How many times can the history of love be written? This is the question at the heart of Nicole Krauss' second novel. The mystery begins with Leopold Gursky, "the oldest man in the world", a man so afraid of dying unnoticed he becomes addicted to calling attention to himself in public, whether it's purposefully spilling his popcorn at the movies or knocking over a pharmacy display of K-Y Jelly. "All I want is not to die on a day when I went unseen."
Despite successfully hiding from the Nazis for three and a half years in Poland, Leo Gursky believes his life to be unremarkable. Yet, it is only until he is near death that Gursky discovers that the novel he wrote for Alma, the only woman he had ever loved, has touched some lives. How did the manuscript Gursky entrusted to a friend in Poland end up being translated from Yiddish into Spanish and published in Chile by a Zvi Litvinoff? This is one of a number of puzzles at the centre of Krauss' elaborate plot.

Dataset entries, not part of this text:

//! Integration tests for the ephemeral local registry
//!
//! The container lifecycle test needs podman and network access and is
//! ignored by default: `cargo test -p prewarm-registry -- --ignored`

use prewarm_core::config::LocalRegistrySettings;
use prewarm_core::Error;
use prewarm_registry::LocalDistribution;
use std::os::unix::fs::PermissionsExt;
use std::time::Duration;
use tempfile::TempDir;

fn fake_podman(dir: &TempDir, body: &str) -> String {
    let script = dir.path().join("podman");
    std::fs::write(&script, format!("#!/bin/sh\n{}\n", body)).unwrap();
    std::fs::set_permissions(&script, std::fs::Permissions::from_mode(0o755)).unwrap();
    script.to_string_lossy().to_string()
}

fn settings_on_unused_port() -> LocalRegistrySettings {
    LocalRegistrySettings {
        port: 1,
        ..Default::default()
    }
}

#[tokio::test]
async fn test_failed_podman_run_is_command_error() {
    let temp = TempDir::new().unwrap();
    let podman = fake_podman(&temp, "echo 'image not known' >&2; exit 125");
    let data_dir = camino::Utf8PathBuf::try_from(temp.path().join("data")).unwrap();

    let mut registry = LocalDistribution::new(&settings_on_unused_port()).with_podman(podman);
    let err = registry
        .start(&data_dir, "registry.example.com", None)
        .await
        .unwrap_err();

    match err {
        Error::Command { message } => assert!(message.contains("image not known")),
        other => panic!("unexpected error: {other:?}"),
    }
    assert!(data_dir.is_dir());
    assert!(registry.container_name().is_none());
}

#[tokio::test]
async fn test_unready_registry_is_removed_on_stop() {
    let temp = TempDir::new().unwrap();
    let calls = temp.path().join("calls");
    let podman = fake_podman(&temp, &format!("echo \"$@\" >> {}", calls.display()));
    let data_dir = camino::Utf8PathBuf::try_from(temp.path().join("data")).unwrap();

    let mut registry = LocalDistribution::new(&settings_on_unused_port())
        .with_podman(podman)
        .with_readiness(2, Duration::from_millis(10));
    let err = registry
        .start(&data_dir, "registry.example.com", None)
        .await
        .unwrap_err();
    assert!(matches!(err, Error::Command { .. }));

    let name = registry.container_name().unwrap().to_string();
    registry.stop().await.unwrap();
    registry.stop().await.unwrap();

    let recorded = std::fs::read_to_string(&calls).unwrap();
    let lines: Vec<&str> = recorded.lines().collect();
    assert_eq!(lines.len(), 2);
    assert!(lines[0].starts_with("run --detach --name prewarm_local_dist_"));
    assert_eq!(lines[1], format!("rm --force {}", name));
}

#[tokio::test]
async fn test_cancelled_start_is_removed_on_stop() {
    let temp = TempDir::new().unwrap();
    let calls = temp.path().join("calls");
    let podman = fake_podman(
        &temp,
        &format!(
            "echo \"$@\" >> {}\nif [ \"$1\" = run ]; then sleep 5; fi",
            calls.display()
        ),
    );
    let data_dir = camino::Utf8PathBuf::try_from(temp.path().join("data")).unwrap();

    let mut registry = LocalDistribution::new(&settings_on_unused_port()).with_podman(podman);
    let cancelled = tokio::time::timeout(
        Duration::from_millis(300),
        registry.start(&data_dir, "registry.example.com", None),
    )
    .await;
    assert!(cancelled.is_err());

    let name = registry.container_name().unwrap().to_string();
    registry.stop().await.unwrap();
    assert!(registry.container_name().is_none());

    let recorded = std::fs::read_to_string(&calls).unwrap();
    assert!(recorded
        .lines()
        .any(|line| line == format!("rm --force {}", name)));
}

#[tokio::test]
#[ignore = "requires podman and network access"]
async fn test_local_registry_lifecycle() {
    let temp = TempDir::new().unwrap();
    let data_dir = camino::Utf8PathBuf::try_from(temp.path().to_path_buf()).unwrap();

    let mut registry = LocalDistribution::new(&LocalRegistrySettings::default());
    let url = registry
        .start(&data_dir, "registry.opensuse.org", None)
        .await
        .unwrap();
    assert_eq!(url, "localhost:5000");
    registry.stop().await.unwrap();
}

When Gursky reaches New York, he discovers he is too late. Alma — having left for America before the war — moves on to begin a family with a man who will raise Gursky's son as his own. Having lost his entire family to the Holocaust, his first and only love and his novel, there is nothing much left for Gursky to do but to "vanish completely". However, with all the attention-seeking antics he performs in his latter years, Gursky is anything but invisible.
Moving on from cantankerous and self-deprecating Gursky, we meet Alma Singer, a precocious and ultra-polite 15-year-old, who is preparing a book of her own called How to Survive in the Wild, a curious pursuit for a girl who lives in Brooklyn. She is named after the main character in Gursky's novel, a book her father finds in Buenos Aires. After Alma's father dies of cancer, she becomes obsessed with finding a partner for her grieving mother. The key to her mother's happiness, Alma believes, is connected to the stranger who requests her mother's translation services for a novel called — you guessed it — The History of Love.
There is nothing original about writing a novel within a novel. However, Krauss deftly interweaves an interesting array of characters. The voice of a phlegmatic octogenarian alternates seamlessly with that of the awkward innocence of a teenage girl. There are times when Krauss' intricate plot is in danger of being considered too far-fetched and Gursky reads like a caricature of an ageing stand-up comedian. The History of Love is, nonetheless, an endearing, mesmerically layered tale, which goes to show Krauss is much more than just the wife of Jonathan Safran Foer.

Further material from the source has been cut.